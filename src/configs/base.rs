use std::path::Path;

use serde::Deserialize;

use crate::{
    common::types::AnyResult,
    configs::{LoggingConfig, SessionConfig, VoiceConfig},
};

#[derive(Debug, Deserialize, Default)]
pub struct Config {
    #[serde(default)]
    pub voice: VoiceConfig,
    pub logging: Option<LoggingConfig>,
    #[serde(default)]
    pub session: Option<SessionConfig>,
}

impl Config {
    /// Loads `path` when given, otherwise `config.toml`, then
    /// `config.default.toml`.
    pub fn load(path: Option<&Path>) -> AnyResult<Self> {
        let config_path = match path {
            Some(p) => p,
            None if Path::new("config.toml").exists() => Path::new("config.toml"),
            None if Path::new("config.default.toml").exists() => Path::new("config.default.toml"),
            None => return Err("config.toml or config.default.toml not found".into()),
        };

        let config_str = std::fs::read_to_string(config_path)?;
        if config_str.trim().is_empty() {
            return Err(format!("{} is empty", config_path.display()).into());
        }

        Self::parse(&config_str)
    }

    pub fn parse(config_str: &str) -> AnyResult<Self> {
        Ok(toml::from_str(config_str)?)
    }
}
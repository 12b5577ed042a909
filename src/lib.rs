pub mod common;
pub mod configs;
pub mod gateway;
pub mod voice;
use std::{
    net::SocketAddr,
    sync::{
        Arc,
        atomic::{AtomicU64, Ordering},
    },
};

use futures::StreamExt;
use parking_lot::Mutex;
use tokio::{
    io::{AsyncRead, AsyncWrite},
    net::UdpSocket,
    sync::{
        mpsc::{self, UnboundedSender},
        watch,
    },
};
use tokio_tungstenite::{WebSocketStream, tungstenite::protocol::Message};
use tokio_util::sync::CancellationToken;
use tracing::{debug, info, warn};

use crate::{
    common::{
        errors::{GatewayError, GatewayResult},
        types::GuildId,
    },
    configs::VoiceConfig,
    gateway::{
        credentials::Credentials,
        events::{EventEmitter, VoiceEvent},
        params::{ParameterPublisher, SessionParameters},
        protocol::encode_speaking,
        state::{AtomicSessionState, SessionState},
    },
};

pub(crate) mod backoff;
mod handler;
mod heartbeat;
mod pumps;
pub mod types;
pub mod voice;

#[cfg(test)]
mod tests;

use self::{
    handler::Dispatcher,
    heartbeat::{HeartbeatTracker, heartbeat_duty},
    pumps::{receive_pump, send_pump},
    types::SessionOutcome,
};

/// Signaling session manager: one persistent socket to the relay, the
/// handshake that runs over it and the parameters it yields.
///
/// A run drives four duties together (heartbeat, dispatch, receive pump,
/// send pump); the first one to finish ends the run and the rest are
/// dropped. Once a run has ended the state is back at `Initialized`, the
/// parameters are withdrawn and [`run`](Self::run) may be called again.
pub struct VoiceGateway {
    credentials: Credentials,
    endpoint: String,
    local_endpoint: Option<SocketAddr>,
    socket: Arc<UdpSocket>,
    config: VoiceConfig,
    state: AtomicSessionState,
    params: ParameterPublisher,
    events: EventEmitter,
    cancel_token: Mutex<CancellationToken>,
    outbound: Mutex<Option<UnboundedSender<Message>>>,
    heartbeat: HeartbeatTracker,
    handshakes: AtomicU64,
}

impl Drop for VoiceGateway {
    fn drop(&mut self) {
        self.cancel_token.lock().cancel();
    }
}

/// Undoes the per-run bookkeeping however the run ends.
struct RunGuard<'a> {
    gateway: &'a VoiceGateway,
}

impl Drop for RunGuard<'_> {
    fn drop(&mut self) {
        self.gateway.outbound.lock().take();
        // The key dies with the connection; senders must stop until the next one.
        self.gateway.params.reset(self.gateway.local_endpoint);
        let prior = self.gateway.state.revert_to_initialized();
        debug!(
            "[{}] Run finished in state {:?}",
            self.gateway.guild_id(),
            prior
        );
    }
}

impl VoiceGateway {
    pub fn new(
        credentials: Credentials,
        endpoint: impl Into<String>,
        local_endpoint: Option<SocketAddr>,
        socket: Arc<UdpSocket>,
        config: VoiceConfig,
        events: EventEmitter,
    ) -> Self {
        Self {
            credentials,
            endpoint: endpoint.into(),
            local_endpoint,
            socket,
            config,
            state: AtomicSessionState::new(SessionState::Initialized),
            params: ParameterPublisher::new(SessionParameters::with_local_endpoint(
                local_endpoint,
            )),
            events,
            cancel_token: Mutex::new(CancellationToken::new()),
            outbound: Mutex::new(None),
            heartbeat: HeartbeatTracker::new(),
            handshakes: AtomicU64::new(0),
        }
    }

    pub fn guild_id(&self) -> GuildId {
        self.credentials.guild_id
    }

    pub fn state(&self) -> SessionState {
        self.state.load()
    }

    /// Round trip of the last acknowledged heartbeat in ms, `-1` if none.
    pub fn ping(&self) -> i64 {
        self.heartbeat.ping_ms()
    }

    /// Handshakes completed over the lifetime of this manager.
    pub fn handshakes(&self) -> u64 {
        self.handshakes.load(Ordering::Acquire)
    }

    /// A non-blocking view of the handshake results.
    pub fn parameters(&self) -> watch::Receiver<SessionParameters> {
        self.params.subscribe()
    }

    fn signaling_url(&self) -> String {
        if self.endpoint.contains("://") {
            self.endpoint.clone()
        } else {
            format!(
                "wss://{}/?v={}",
                self.endpoint.trim_end_matches('/'),
                self.config.gateway_version
            )
        }
    }

    /// Connects to the signaling endpoint and drives the handshake until the
    /// socket closes, a duty fails or the run is cancelled.
    pub async fn run(&self) -> GatewayResult<SessionOutcome> {
        let cancel = self.begin_run()?;
        let _guard = RunGuard { gateway: self };

        let url = self.signaling_url();
        debug!("[{}] Connecting to voice gateway: {}", self.guild_id(), url);

        let ws = tokio::select! {
            _ = cancel.cancelled() => return Err(GatewayError::Cancelled),
            res = tokio_tungstenite::connect_async(url.as_str()) => res?.0,
        };

        self.drive(ws, cancel).await
    }

    /// Same as [`run`](Self::run) over an already-open socket.
    pub async fn run_on<S>(&self, ws: WebSocketStream<S>) -> GatewayResult<SessionOutcome>
    where
        S: AsyncRead + AsyncWrite + Unpin,
    {
        let cancel = self.begin_run()?;
        let _guard = RunGuard { gateway: self };
        self.drive(ws, cancel).await
    }

    fn begin_run(&self) -> GatewayResult<CancellationToken> {
        let prior = self
            .state
            .try_transition(SessionState::Initialized, SessionState::Connecting);

        match prior {
            SessionState::Initialized => {}
            SessionState::Connecting | SessionState::Connected | SessionState::Ready => {
                return Err(GatewayError::AlreadyRunning);
            }
            from => {
                return Err(GatewayError::InvalidStateTransition {
                    from,
                    to: SessionState::Connecting,
                });
            }
        }

        let token = CancellationToken::new();
        *self.cancel_token.lock() = token.clone();
        self.params.reset(self.local_endpoint);
        self.heartbeat.reset();
        Ok(token)
    }

    async fn drive<S>(
        &self,
        ws: WebSocketStream<S>,
        cancel: CancellationToken,
    ) -> GatewayResult<SessionOutcome>
    where
        S: AsyncRead + AsyncWrite + Unpin,
    {
        self.state
            .transition(SessionState::Connecting, SessionState::Connected)?;
        info!("[{}] Voice gateway connected", self.guild_id());

        let (write, read) = ws.split();
        let (out_tx, out_rx) = mpsc::unbounded_channel::<Message>();
        let (in_tx, in_rx) = flume::unbounded::<String>();
        let (hello_tx, hello_rx) = watch::channel(None);
        *self.outbound.lock() = Some(out_tx.clone());

        let dispatcher = Dispatcher::new(self, out_tx.clone(), hello_tx);

        tokio::select! {
            _ = cancel.cancelled() => {
                debug!("[{}] Run cancelled", self.guild_id());
                Err(GatewayError::Cancelled)
            }
            res = heartbeat_duty(self, hello_rx, out_tx) => res,
            res = dispatcher.run(in_rx) => res,
            res = receive_pump(self, read, in_tx) => res,
            res = send_pump(write, out_rx) => res,
        }
    }

    /// Cancels the current run, if any. The manager can be run again.
    pub fn cancel(&self) {
        self.cancel_token.lock().cancel();
    }

    /// Tears the manager down for good. Only the first call does anything.
    pub fn dispose(&self) -> bool {
        let prior = self.state.swap(SessionState::Disposing);
        if prior.is_disposing() {
            return false;
        }
        self.cancel();
        self.state.swap(SessionState::Disposed);
        debug!("[{}] Voice gateway disposed", self.guild_id());
        true
    }

    /// Queues a `Speaking` update. Needs a completed handshake.
    pub fn set_speaking(&self, speaking: bool, delay: i32) -> GatewayResult<()> {
        if self.state.load() != SessionState::Ready {
            return Err(GatewayError::NotConnected);
        }
        let ssrc = self
            .params
            .snapshot()
            .ssrc
            .ok_or(GatewayError::NotConnected)?;

        let msg = encode_speaking(speaking, delay, ssrc)?;
        let outbound = self.outbound.lock();
        let tx = outbound.as_ref().ok_or(GatewayError::NotConnected)?;
        tx.send(Message::Text(msg.into()))
            .map_err(|_| GatewayError::NotConnected)
    }

    fn emit_close(&self, code: u16, reason: String) {
        self.events.emit(VoiceEvent::Closed {
            guild_id: self.guild_id(),
            code,
            reason,
        });
    }

    fn send_text(&self, tx: &UnboundedSender<Message>, text: String) -> GatewayResult<()> {
        if tx.send(Message::Text(text.into())).is_err() {
            warn!("[{}] Outbound queue closed", self.guild_id());
            return Err(GatewayError::NotConnected);
        }
        Ok(())
    }
}
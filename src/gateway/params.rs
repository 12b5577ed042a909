use std::{fmt, net::SocketAddr};

use tokio::sync::watch;

use crate::gateway::constants::SECRET_KEY_LEN;

/// 32-byte symmetric key issued by the relay in `SessionDescription`.
#[derive(Clone, PartialEq, Eq)]
pub struct SessionKey([u8; SECRET_KEY_LEN]);

impl SessionKey {
    pub fn new(bytes: [u8; SECRET_KEY_LEN]) -> Self {
        Self(bytes)
    }

    pub fn as_bytes(&self) -> &[u8; SECRET_KEY_LEN] {
        &self.0
    }
}

impl fmt::Debug for SessionKey {
    fn fmt(&self, f: &mut fmt::Formatter<'_>) -> fmt::Result {
        f.write_str("SessionKey([REDACTED])")
    }
}

/// Values learned during the handshake. Fields stay `None` until the
/// corresponding message has been processed.
#[derive(Debug, Clone, Default, PartialEq)]
pub struct SessionParameters {
    pub ssrc: Option<u32>,
    pub relay_endpoint: Option<SocketAddr>,
    pub local_endpoint: Option<SocketAddr>,
    pub session_key: Option<SessionKey>,
}

/// What the media sender needs to put a packet on the wire.
#[derive(Debug, Clone)]
pub struct TransmitTarget {
    pub ssrc: u32,
    pub relay_endpoint: SocketAddr,
    pub session_key: SessionKey,
}

impl SessionParameters {
    pub fn with_local_endpoint(local_endpoint: Option<SocketAddr>) -> Self {
        Self {
            local_endpoint,
            ..Self::default()
        }
    }

    pub fn is_ready(&self) -> bool {
        self.ssrc.is_some() && self.relay_endpoint.is_some() && self.session_key.is_some()
    }

    pub fn transmit_target(&self) -> Option<TransmitTarget> {
        Some(TransmitTarget {
            ssrc: self.ssrc?,
            relay_endpoint: self.relay_endpoint?,
            session_key: self.session_key.clone()?,
        })
    }
}

/// Sole writer of the parameter cell. Readers come from [`subscribe`]
/// and never block.
///
/// [`subscribe`]: ParameterPublisher::subscribe
#[derive(Debug)]
pub struct ParameterPublisher {
    tx: watch::Sender<SessionParameters>,
}

impl ParameterPublisher {
    pub fn new(initial: SessionParameters) -> Self {
        let (tx, _) = watch::channel(initial);
        Self { tx }
    }

    pub fn subscribe(&self) -> watch::Receiver<SessionParameters> {
        self.tx.subscribe()
    }

    pub fn snapshot(&self) -> SessionParameters {
        self.tx.borrow().clone()
    }

    pub fn reset(&self, local_endpoint: Option<SocketAddr>) {
        self.tx
            .send_replace(SessionParameters::with_local_endpoint(local_endpoint));
    }

    pub fn publish_remote(&self, ssrc: u32, relay_endpoint: SocketAddr) {
        self.tx.send_modify(|p| {
            p.ssrc = Some(ssrc);
            p.relay_endpoint = Some(relay_endpoint);
        });
    }

    pub fn publish_local(&self, local_endpoint: SocketAddr) {
        self.tx
            .send_modify(|p| p.local_endpoint = Some(local_endpoint));
    }

    pub fn publish_key(&self, key: SessionKey) {
        self.tx.send_modify(|p| p.session_key = Some(key));
    }
}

=====

ACTIVITY: Reproduce word for word the material above, beginning with the line that contains "when given, otherwise" and ending with the line that contains "filename src/lib.rs".

RESULT OF THIS EXERCISE:
    /// Loads `path` when given, otherwise `config.toml`, then
    /// `config.default.toml`.
    pub fn load(path: Option<&Path>) -> AnyResult<Self> {
        let config_path = match path {
            Some(p) => p,
            None if Path::new("config.toml").exists() => Path::new("config.toml"),
            None if Path::new("config.default.toml").exists() => Path::new("config.default.toml"),
            None => return Err("config.toml or config.default.toml not found".into()),
        };

        let config_str = std::fs::read_to_string(config_path)?;
        if config_str.trim().is_empty() {
            return Err(format!("{} is empty", config_path.display()).into());
        }

        Self::parse(&config_str)
    }

    pub fn parse(config_str: &str) -> AnyResult<Self> {
        Ok(toml::from_str(config_str)?)
    }
}
repository 12b5577ed042a909
filename src/lib.rs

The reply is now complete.